Re: logical decoding and replication of sequences, take 2

Поиск
Список
Период
Сортировка
От Tomas Vondra
Тема Re: logical decoding and replication of sequences, take 2
Дата
Msg-id 8a2f25d8-23d4-4ab8-2a23-7c8d2d976209@enterprisedb.com
обсуждение исходный текст
Ответ на RE: logical decoding and replication of sequences, take 2  ("Hayato Kuroda (Fujitsu)" <kuroda.hayato@fujitsu.com>)
Ответы Re: logical decoding and replication of sequences, take 2  (Tomas Vondra <tomas.vondra@enterprisedb.com>)
Re: logical decoding and replication of sequences, take 2  (Amit Kapila <amit.kapila16@gmail.com>)
Re: logical decoding and replication of sequences, take 2  (Dilip Kumar <dilipbalaut@gmail.com>)
Список pgsql-hackers
On 12/3/23 13:55, Hayato Kuroda (Fujitsu) wrote:
> Dear Tomas,
> 
>>> I did also performance tests (especially case 3). First of all, there are some
>>> variants from yours.
>>>
>>> 1. patch 0002 was reverted because it has an issue. So this test checks whether
>>>    refactoring around ReorderBufferSequenceIsTransactional seems really
>> needed.
>>
>> FWIW I also did the benchmarks without the 0002 patch, for the same
>> reason. I forgot to mention that.
> 
> Oh, good news. So your bench markings are quite meaningful.
> 
>>
>> Interesting, so what exactly does the transaction do?
> 
> It is quite simple - PSA the script file. It was executed with 64 multiplicity.
> The definition of alter_sequence() is same as you said.
> (I did use normal bash script for running them, but your approach may be smarter)
> 
>> Anyway, I don't
>> think this is very surprising - I believe it behaves like this because
>> of having to search in many hash tables (one in each toplevel xact). And
>> I think the solution I explained before (maintaining a single toplevel
>> hash, instead of many per-top-level hashes).
> 
> Agreed. And I can benchmark again for new ones, maybe when we decide new
> approach.
> 

Thanks for the script. Are you also measuring the time it takes to
decode this using test_decoding?

FWIW I did more comprehensive suite of tests over the weekend, with a
couple more variations. I'm attaching the updated scripts, running it
should be as simple as

  ./run.sh BRANCH TRANSACTIONS RUNS

so perhaps

  ./run.sh master 1000 3

to do 3 runs with 1000 transactions per client. And it'll run a bunch of
combinations hard-coded in the script, and write the timings into a CSV
file (with "master" in each row).

I did this on two machines (i5 with 4 cores, xeon with 16/32 cores). I
did this with current master, the basic patch (without the 0002 part),
and then with the optimized approach (single global hash table, see the
0004 part). That's what master / patched / optimized in the results is.

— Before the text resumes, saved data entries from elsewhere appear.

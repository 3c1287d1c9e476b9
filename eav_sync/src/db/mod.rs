//! Database module
//!
//! This module handles database connections, step execution, the synchronization lock and
//! the migration history.

pub mod connection;
pub mod executor;
pub mod lock;
pub mod migrations;

// Re-export key types
pub use connection::{DatabaseConnection, Dialect, Param};
pub use executor::{SqlExecutor, Statement};
pub use lock::SyncLock;
pub use migrations::{MigrationHistory, MigrationRecord};
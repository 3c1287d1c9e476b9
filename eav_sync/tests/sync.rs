mod common;

use pretty_assertions::assert_eq;
use serde_json::Value;

use common::{setup, TestEnv, CUSTOMER_EAV, CUSTOMER_FLAT, CUSTOMER_FLAT_WITHOUT_VERIFIED};
use eav_sync::db::lock::SyncLock;
use eav_sync::schema::diff::{Action, DifferenceType, ReportStatus, Severity};
use eav_sync::sync::{ChangeOutcome, SyncStatus};
use eav_sync::{AttributeValue, Entity, SyncOptions, SyncStrategy};

const ITEM_WITH_TEXT_SKU: &str = "[[attributes]]\ncode = \"sku\"\nbackend_type = \"varchar\"\n";
const ITEM_WITH_NUMERIC_SKU: &str = "[[attributes]]\ncode = \"sku\"\nbackend_type = \"int\"\n";

/// Synced `item` entity type with one stored item per sku, then reconfigured with numeric skus
async fn items_with_skus(skus: &[&str]) -> (TestEnv, Vec<i64>) {
    let env = setup(&[("item", ITEM_WITH_TEXT_SKU)]).await;
    assert!(env.sync("item", SyncOptions::default()).await.success);

    let mut ids = Vec::new();
    for sku in skus {
        let mut item = Entity::new("item").with("sku", *sku);
        env.client.entities().save_entity(&mut item).await.unwrap();
        ids.push(item.id.unwrap());
    }
    env.rewrite_entity_type("item", ITEM_WITH_NUMERIC_SKU);
    (env, ids)
}

fn full_force() -> SyncOptions {
    SyncOptions::default()
        .with_strategy(SyncStrategy::Full)
        .force()
}

fn planned(value: Option<&Value>) -> Vec<String> {
    value
        .and_then(Value::as_array)
        .map(|items| {
            items
                .iter()
                .filter_map(|item| item.as_str().map(str::to_string))
                .collect()
        })
        .unwrap_or_default()
}

#[tokio::test]
async fn first_sync_creates_tables_and_registers_attributes() {
    let env = setup(&[("customer", CUSTOMER_EAV)]).await;

    let result = env.sync("customer", SyncOptions::default()).await;

    assert_eq!(result.status, SyncStatus::Completed, "{}", result);
    assert!(result.success);
    assert!(result.backup_id.is_some());
    assert!(result
        .applied_changes
        .iter()
        .all(|change| change.outcome == ChangeOutcome::Applied));
    assert_eq!(
        result.applied_changes[0].description,
        "Create table customer_entity"
    );

    let tables = env.tables().await;
    for table in [
        "customer_entity",
        "eav_attributes",
        "eav_values_varchar",
        "eav_values_text",
        "eav_values_int",
        "eav_values_decimal",
        "eav_values_datetime",
    ] {
        assert!(tables.contains(&table.to_string()), "missing {}", table);
    }
    assert_eq!(
        env.count("SELECT COUNT(*) FROM eav_attributes WHERE entity_type_code = 'customer'")
            .await,
        2
    );

    let history = env
        .client
        .engine()
        .history()
        .list("customer")
        .await
        .unwrap();
    assert_eq!(history.len(), result.applied_changes.len());
}

#[tokio::test]
async fn second_sync_is_in_sync_and_analysis_is_idempotent() {
    let env = setup(&[("customer", CUSTOMER_EAV)]).await;
    assert!(env.sync("customer", SyncOptions::default()).await.success);

    let result = env.sync("customer", SyncOptions::default()).await;
    assert_eq!(result.status, SyncStatus::InSync);
    assert!(result.success);
    assert!(result.applied_changes.is_empty());

    let first = env.client.analyze("customer").await.unwrap();
    let second = env.client.analyze("customer").await.unwrap();
    assert_eq!(first.status, ReportStatus::InSync);
    assert_eq!(first.risk_score, 0);
    assert!(first.differences.is_empty());
    assert_eq!(first, second);
}

#[tokio::test]
async fn missing_column_is_one_critical_difference() {
    let env = setup(&[("customer", CUSTOMER_FLAT_WITHOUT_VERIFIED)]).await;
    assert!(env.sync("customer", SyncOptions::default()).await.success);

    env.rewrite_entity_type("customer", CUSTOMER_FLAT);
    let report = env.client.analyze("customer").await.unwrap();

    assert_eq!(report.differences.len(), 1);
    let difference = &report.differences[0];
    assert_eq!(difference.difference_type, DifferenceType::MissingColumn);
    assert_eq!(difference.severity, Severity::Critical);
    assert_eq!(difference.column.as_deref(), Some("is_verified"));
    assert!(report.risk_score >= 25);

    let result = env.sync("customer", SyncOptions::default()).await;
    assert!(result.success, "{}", result);
    assert_eq!(
        result.applied_changes[0].description,
        "Add column customer_entity.is_verified (bigint)"
    );
    assert!(env
        .columns("customer_entity")
        .await
        .contains(&"is_verified".to_string()));
}

#[tokio::test]
async fn dry_run_never_mutates_the_database() {
    let env = setup(&[("customer", CUSTOMER_EAV)]).await;
    let before = env.tables().await;

    let result = env
        .sync("customer", SyncOptions::default().dry_run())
        .await;

    assert_eq!(result.status, SyncStatus::DryRun);
    assert!(result.success);
    assert!(result.applied_changes.is_empty());
    assert!(!planned(result.metadata.get("planned_changes")).is_empty());
    assert_eq!(env.tables().await, before);

    assert!(env.sync("customer", SyncOptions::default()).await.success);
    let in_sync = env
        .sync("customer", SyncOptions::default().dry_run())
        .await;
    assert!(planned(in_sync.metadata.get("planned_changes")).is_empty());
}

#[tokio::test]
async fn full_strategy_creates_missing_table_first_and_drops_extra_table_last() {
    let env = setup(&[("customer", CUSTOMER_FLAT)]).await;
    env.connection()
        .execute("CREATE TABLE customer_entity_legacy (id INTEGER PRIMARY KEY, note TEXT)")
        .await
        .unwrap();

    let options = SyncOptions::default().with_strategy(SyncStrategy::Full);
    let dry_run = env.sync("customer", options.clone().dry_run()).await;
    let steps = planned(dry_run.metadata.get("planned_steps"));

    assert_eq!(steps.first().map(String::as_str), Some("Create table customer_entity"));
    assert_eq!(steps.last().map(String::as_str), Some("Drop table customer_entity_legacy"));

    let refused = env.sync("customer", options.clone()).await;
    assert_eq!(refused.status, SyncStatus::Aborted);
    assert!(!refused.success);
    assert!(env.tables().await.contains(&"customer_entity_legacy".to_string()));

    let applied = env.sync("customer", options.force()).await;
    assert_eq!(applied.status, SyncStatus::Completed, "{}", applied);
    assert!(applied.backup_id.is_some());
    assert_eq!(
        applied.applied_changes.last().map(|c| c.description.as_str()),
        Some("Drop table customer_entity_legacy")
    );
    assert!(!env.tables().await.contains(&"customer_entity_legacy".to_string()));
}

#[tokio::test]
async fn additive_strategy_never_removes() {
    let env = setup(&[("customer", CUSTOMER_FLAT)]).await;
    assert!(env.sync("customer", SyncOptions::default()).await.success);
    env.connection()
        .execute("CREATE TABLE customer_entity_legacy (id INTEGER PRIMARY KEY)")
        .await
        .unwrap();
    env.connection()
        .execute("ALTER TABLE customer_entity ADD COLUMN nickname TEXT")
        .await
        .unwrap();
    env.client.engine().analyzer().invalidate("customer");

    let report = env.client.analyze("customer").await.unwrap();
    assert!(report
        .differences
        .iter()
        .all(|d| d.action == Action::Remove && d.severity == Severity::Info));
    assert_eq!(report.count(DifferenceType::ExtraTable), 1);
    assert_eq!(report.count(DifferenceType::ExtraColumn), 1);

    let result = env.sync("customer", SyncOptions::default()).await;

    assert!(result.success);
    assert!(result.applied_changes.is_empty());
    assert_eq!(planned(result.metadata.get("skipped_changes")).len(), 2);
    assert!(env.tables().await.contains(&"customer_entity_legacy".to_string()));
    assert!(env
        .columns("customer_entity")
        .await
        .contains(&"nickname".to_string()));
}

#[tokio::test]
async fn unknown_entity_type_aborts() {
    let env = setup(&[("customer", CUSTOMER_EAV)]).await;

    let result = env.sync("vendor", SyncOptions::default()).await;

    assert_eq!(result.status, SyncStatus::Aborted);
    assert!(!result.success);
    assert_eq!(result.errors[0].details.as_deref(), Some("configuration"));
}

#[tokio::test]
async fn concurrent_sync_fails_fast_on_the_lock() {
    let env = setup(&[("customer", CUSTOMER_EAV)]).await;
    let lock = SyncLock::acquire(env.connection(), "customer", 600)
        .await
        .unwrap();

    let result = env.sync("customer", SyncOptions::default()).await;

    assert_eq!(result.status, SyncStatus::Aborted);
    assert!(result.errors[0].message.contains("already running"));
    assert!(!env.tables().await.contains(&"customer_entity".to_string()));

    lock.release().await.unwrap();
    assert!(env.sync("customer", SyncOptions::default()).await.success);
    assert!(!SyncLock::is_locked(env.connection(), "customer").await.unwrap());
}

#[tokio::test]
async fn attribute_values_move_to_their_new_backend_type() {
    let (env, ids) = items_with_skus(&["42", "-7"]).await;

    let result = env.sync("item", full_force()).await;

    assert_eq!(result.status, SyncStatus::Completed, "{}", result);
    assert_eq!(env.count("SELECT COUNT(*) FROM eav_values_varchar").await, 0);
    assert_eq!(env.count("SELECT COUNT(*) FROM eav_values_int").await, 2);
    let entities = env.client.entities();
    assert_eq!(
        entities.load_entity("item", ids[0]).await.unwrap().get("sku"),
        Some(&AttributeValue::Integer(42))
    );
    assert_eq!(
        entities.load_entity("item", ids[1]).await.unwrap().get("sku"),
        Some(&AttributeValue::Integer(-7))
    );
}

#[tokio::test]
async fn values_that_do_not_convert_fail_the_migration() {
    let (env, _) = items_with_skus(&["42", "ABC-123"]).await;

    let result = env.sync("item", full_force()).await;

    assert_eq!(result.status, SyncStatus::Failed, "{}", result);
    assert!(!result.success);
    assert_eq!(result.errors[0].details.as_deref(), Some("migration"));
    assert!(result.errors[0].message.contains("cannot be converted from varchar to int"));
    assert!(result
        .applied_changes
        .iter()
        .any(|change| change.outcome == ChangeOutcome::Failed));

    // Nothing moved and the attribute keeps its old backend type
    assert_eq!(env.count("SELECT COUNT(*) FROM eav_values_varchar").await, 2);
    assert_eq!(env.count("SELECT COUNT(*) FROM eav_values_int").await, 0);
    assert_eq!(
        env.count("SELECT COUNT(*) FROM eav_attributes WHERE attribute_code = 'sku' AND backend_type = 'varchar'")
            .await,
        1
    );
}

Interestingly enough, the i5 handled this much faster, it seems to be
better in single-core tasks. The xeon is still running, so the results
for "optimized" only have one run (out of 3), but shouldn't change much.

Attached is also a table summarizing this, and visualizing the timing
change (vs. master) in the last couple columns. Green is "faster" than
master (but we don't really expect that), and "red" means slower than
master (the more red, the slower).

There results are grouped by script (see the attached .tgz), with either
32 or 96 clients (which does affect the timing, but not between master
and patch). Some executions have no pg_sleep() calls, some have 0.001
wait (but that doesn't seem to make much difference).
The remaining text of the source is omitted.